TASK GOAL: Return the data that follows, keeping every word and mark unchanged.
------ RECORDS FOR THE EXERCISE ------
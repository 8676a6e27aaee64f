use once_cell::sync::Lazy;
use regex::Regex;
use serde::Serialize;

use super::scan::is_commented;

pub(crate) static DOCUMENTCLASS_RE: Lazy<Regex> = Lazy::new(|| {
    Regex::new(r"\\documentclass\s*(?:\[[^\]]*\])?\s*\{([^}]*)\}").expect("documentclass regex")
});

#[derive(Clone, Copy, Debug, PartialEq, Eq, Serialize)]
#[serde(rename_all = "lowercase")]
pub enum TexEngine {
    XeLaTeX,
    LuaLaTeX,
}

impl TexEngine {
    pub fn command(self) -> &'static str {
        match self {
            Self::XeLaTeX => "xelatex",
            Self::LuaLaTeX => "lualatex",
        }
    }

    /// Engine switch for `latexmk`.
    pub fn latexmk_flag(self) -> &'static str {
        match self {
            Self::XeLaTeX => "-xelatex",
            Self::LuaLaTeX => "-lualatex",
        }
    }
}

#[derive(Clone, Copy, Debug, PartialEq, Eq, Serialize)]
#[serde(rename_all = "lowercase")]
pub enum Template {
    Generic,
    /// MDPI journal class; only builds under LuaLaTeX.
    Mdpi,
}

/// Which engine and language block a translated document needs. Detected once from the
/// source's `\documentclass`.
#[derive(Clone, Debug, PartialEq, Eq, Serialize)]
pub struct CompilerProfile {
    pub document_class: Option<String>,
    pub template: Template,
}

impl CompilerProfile {
    pub fn detect(text: &str) -> Self {
        let document_class = DOCUMENTCLASS_RE
            .captures_iter(text)
            .find(|c| c.get(0).is_some_and(|m| !is_commented(text, m.start())))
            .map(|c| c[1].trim().to_string());
        let template = match &document_class {
            Some(class) if class.to_lowercase().contains("mdpi") => Template::Mdpi,
            _ => Template::Generic,
        };
        Self {
            document_class,
            template,
        }
    }

    pub fn engine(&self) -> TexEngine {
        match self.template {
            Template::Generic => TexEngine::XeLaTeX,
            Template::Mdpi => TexEngine::LuaLaTeX,
        }
    }

    /// Lines injected after `\documentclass` to make Cyrillic text build.
    pub fn language_block(&self) -> &'static str {
        match self.template {
            Template::Generic => concat!(
                "\\usepackage{fontspec}\n",
                "\\usepackage[russian]{babel}\n",
                "\\usepackage{amsmath}\n",
                "\\setmainfont{DejaVu Serif}\n",
                "\\setsansfont{DejaVu Sans}\n",
                "\\setmonofont{DejaVu Sans Mono}"
            ),
            Template::Mdpi => concat!(
                "\\usepackage{fontspec}\n",
                "\\usepackage[english,russian]{babel}\n",
                "\\babelfont{rm}{DejaVu Serif}\n",
                "\\babelfont{sf}{DejaVu Sans}\n",
                "\\babelfont{tt}{DejaVu Sans Mono}"
            ),
        }
    }
}
use once_cell::sync::Lazy;
use regex::{Match, Regex};

use super::profile::{CompilerProfile, DOCUMENTCLASS_RE};
use super::scan::is_commented;

/// Marks the injected block; a document carrying it is never patched twice.
pub const LANGUAGE_BLOCK_MARKER: &str = "% Russian language support (added by scitex-translator)";

static BIBSTYLE_RE: Lazy<Regex> =
    Lazy::new(|| Regex::new(r"\\bibliographystyle\s*\{[^}]*\}").expect("bibliographystyle regex"));
static BIBLIOGRAPHY_RE: Lazy<Regex> =
    Lazy::new(|| Regex::new(r"\\bibliography\s*\{[^}]*\}").expect("bibliography regex"));
static LANGUAGE_PACKAGE_RE: Lazy<Regex> = Lazy::new(|| {
    Regex::new(
        r"\\(?:usepackage\s*(?:\[[^\]]*\])?\s*\{(?:babel|polyglossia)\}|setdefaultlanguage\s*(?:\[[^\]]*\])?\s*\{[^}]*\}|setotherlanguages?\s*(?:\[[^\]]*\])?\s*\{[^}]*\})[ \t]*\n?",
    )
    .expect("language package regex")
});

/// Puts the original class and bibliography directives back, drops the source's own
/// babel/polyglossia setup and injects the Cyrillic block chosen by the compiler profile.
/// Sources without `\documentclass` (fragments, included chapters) are returned as they are.
pub fn patch_preamble(original: &str, translated: &str) -> String {
    if active_matches(&DOCUMENTCLASS_RE, original).is_empty() {
        return translated.to_string();
    }
    let s = restore_directives(&DOCUMENTCLASS_RE, original, translated);
    let s = restore_directives(&BIBSTYLE_RE, original, &s);
    let s = restore_directives(&BIBLIOGRAPHY_RE, original, &s);
    if s.contains(LANGUAGE_BLOCK_MARKER) {
        return s;
    }
    let s = LANGUAGE_PACKAGE_RE.replace_all(&s, "").into_owned();
    inject_language_block(&s, &CompilerProfile::detect(original))
}

/// Matches of `re` that are not inside a `%` comment.
fn active_matches<'t>(re: &Regex, text: &'t str) -> Vec<Match<'t>> {
    re.find_iter(text)
        .filter(|m| !is_commented(text, m.start()))
        .collect()
}

/// Overwrites the i-th active match in `translated` with the i-th active match in `original`.
fn restore_directives(re: &Regex, original: &str, translated: &str) -> String {
    let originals = active_matches(re, original);
    let mut out = String::with_capacity(translated.len());
    let mut last = 0usize;
    for (m, orig) in active_matches(re, translated).into_iter().zip(&originals) {
        out.push_str(&translated[last..m.start()]);
        out.push_str(orig.as_str());
        last = m.end();
    }
    out.push_str(&translated[last..]);
    out
}

fn inject_language_block(text: &str, profile: &CompilerProfile) -> String {
    let Some(m) = active_matches(&DOCUMENTCLASS_RE, text).into_iter().next() else {
        return text.to_string();
    };
    let rest = &text[m.end()..];
    let mut out = String::with_capacity(text.len() + 256);
    out.push_str(&text[..m.end()]);
    out.push('\n');
    out.push_str(LANGUAGE_BLOCK_MARKER);
    out.push('\n');
    out.push_str(profile.language_block());
    if !rest.starts_with('\n') && !rest.starts_with("\r\n") {
        out.push('\n');
    }
    out.push_str(rest);
    out
}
------
SOLUTION TO THIS EXERCISE:
repository 8676a6e27aaee64f
use once_cell::sync::Lazy;
use regex::Regex;
use serde::Serialize;

use super::scan::is_commented;

pub(crate) static DOCUMENTCLASS_RE: Lazy<Regex> = Lazy::new(|| {
    Regex::new(r"\\documentclass\s*(?:\[[^\]]*\])?\s*\{([^}]*)\}").expect("documentclass regex")
});

#[derive(Clone, Copy, Debug, PartialEq, Eq, Serialize)]
#[serde(rename_all = "lowercase")]
pub enum TexEngine {
    XeLaTeX,
    LuaLaTeX,
}

impl TexEngine {
    pub fn command(self) -> &'static str {
        match self {
            Self::XeLaTeX => "xelatex",
            Self::LuaLaTeX => "lualatex",
        }
    }

    /// Engine switch for `latexmk`.
    pub fn latexmk_flag(self) -> &'static str {
        match self {
            Self::XeLaTeX => "-xelatex",
            Self::LuaLaTeX => "-lualatex",
        }
    }
}

#[derive(Clone, Copy, Debug, PartialEq, Eq, Serialize)]
#[serde(rename_all = "lowercase")]
pub enum Template {
    Generic,
    /// MDPI journal class; only builds under LuaLaTeX.
    Mdpi,
}

/// Which engine and language block a translated document needs. Detected once from the
/// source's `\documentclass`.
#[derive(Clone, Debug, PartialEq, Eq, Serialize)]
pub struct CompilerProfile {
    pub document_class: Option<String>,
    pub template: Template,
}

impl CompilerProfile {
    pub fn detect(text: &str) -> Self {
        let document_class = DOCUMENTCLASS_RE
            .captures_iter(text)
            .find(|c| c.get(0).is_some_and(|m| !is_commented(text, m.start())))
            .map(|c| c[1].trim().to_string());
        let template = match &document_class {
            Some(class) if class.to_lowercase().contains("mdpi") => Template::Mdpi,
            _ => Template::Generic,
        };
        Self {
            document_class,
            template,
        }
    }

    pub fn engine(&self) -> TexEngine {
        match self.template {
            Template::Generic => TexEngine::XeLaTeX,
            Template::Mdpi => TexEngine::LuaLaTeX,
        }
    }

    /// Lines injected after `\documentclass` to make Cyrillic text build.
    pub fn language_block(&self) -> &'static str {
        match self.template {
            Template::Generic => concat!(
                "\\usepackage{fontspec}\n",
                "\\usepackage[russian]{babel}\n",
                "\\usepackage{amsmath}\n",
                "\\setmainfont{DejaVu Serif}\n",
                "\\setsansfont{DejaVu Sans}\n",
                "\\setmonofont{DejaVu Sans Mono}"
            ),
            Template::Mdpi => concat!(
                "\\usepackage{fontspec}\n",
                "\\usepackage[english,russian]{babel}\n",
                "\\babelfont{rm}{DejaVu Serif}\n",
                "\\babelfont{sf}{DejaVu Sans}\n",
                "\\babelfont{tt}{DejaVu Sans Mono}"
            ),
        }
    }
}
use once_cell::sync::Lazy;
use regex::{Match, Regex};

use super::profile::{CompilerProfile, DOCUMENTCLASS_RE};
use super::scan::is_commented;

/// Marks the injected block; a document carrying it is never patched twice.
pub const LANGUAGE_BLOCK_MARKER: &str = "% Russian language support (added by scitex-translator)";

static BIBSTYLE_RE: Lazy<Regex> =
    Lazy::new(|| Regex::new(r"\\bibliographystyle\s*\{[^}]*\}").expect("bibliographystyle regex"));
static BIBLIOGRAPHY_RE: Lazy<Regex> =
    Lazy::new(|| Regex::new(r"\\bibliography\s*\{[^}]*\}").expect("bibliography regex"));
static LANGUAGE_PACKAGE_RE: Lazy<Regex> = Lazy::new(|| {
    Regex::new(
        r"\\(?:usepackage\s*(?:\[[^\]]*\])?\s*\{(?:babel|polyglossia)\}|setdefaultlanguage\s*(?:\[[^\]]*\])?\s*\{[^}]*\}|setotherlanguages?\s*(?:\[[^\]]*\])?\s*\{[^}]*\})[ \t]*\n?",
    )
    .expect("language package regex")
});

/// Puts the original class and bibliography directives back, drops the source's own
/// babel/polyglossia setup and injects the Cyrillic block chosen by the compiler profile.
/// Sources without `\documentclass` (fragments, included chapters) are returned as they are.
pub fn patch_preamble(original: &str, translated: &str) -> String {
    if active_matches(&DOCUMENTCLASS_RE, original).is_empty() {
        return translated.to_string();
    }
    let s = restore_directives(&DOCUMENTCLASS_RE, original, translated);
    let s = restore_directives(&BIBSTYLE_RE, original, &s);
    let s = restore_directives(&BIBLIOGRAPHY_RE, original, &s);
    if s.contains(LANGUAGE_BLOCK_MARKER) {
        return s;
    }
    let s = LANGUAGE_PACKAGE_RE.replace_all(&s, "").into_owned();
    inject_language_block(&s, &CompilerProfile::detect(original))
}

/// Matches of `re` that are not inside a `%` comment.
fn active_matches<'t>(re: &Regex, text: &'t str) -> Vec<Match<'t>> {
    re.find_iter(text)
        .filter(|m| !is_commented(text, m.start()))
        .collect()
}

/// Overwrites the i-th active match in `translated` with the i-th active match in `original`.
fn restore_directives(re: &Regex, original: &str, translated: &str) -> String {
    let originals = active_matches(re, original);
    let mut out = String::with_capacity(translated.len());
    let mut last = 0usize;
    for (m, orig) in active_matches(re, translated).into_iter().zip(&originals) {
        out.push_str(&translated[last..m.start()]);
        out.push_str(orig.as_str());
        last = m.end();
    }
    out.push_str(&translated[last..]);
    out
}

fn inject_language_block(text: &str, profile: &CompilerProfile) -> String {
    let Some(m) = active_matches(&DOCUMENTCLASS_RE, text).into_iter().next() else {
        return text.to_string();
    };
    let rest = &text[m.end()..];
    let mut out = String::with_capacity(text.len() + 256);
    out.push_str(&text[..m.end()]);
    out.push('\n');
    out.push_str(LANGUAGE_BLOCK_MARKER);
    out.push('\n');
    out.push_str(profile.language_block());
    if !rest.starts_with('\n') && !rest.starts_with("\r\n") {
        out.push('\n');
    }
    out.push_str(rest);
    out
}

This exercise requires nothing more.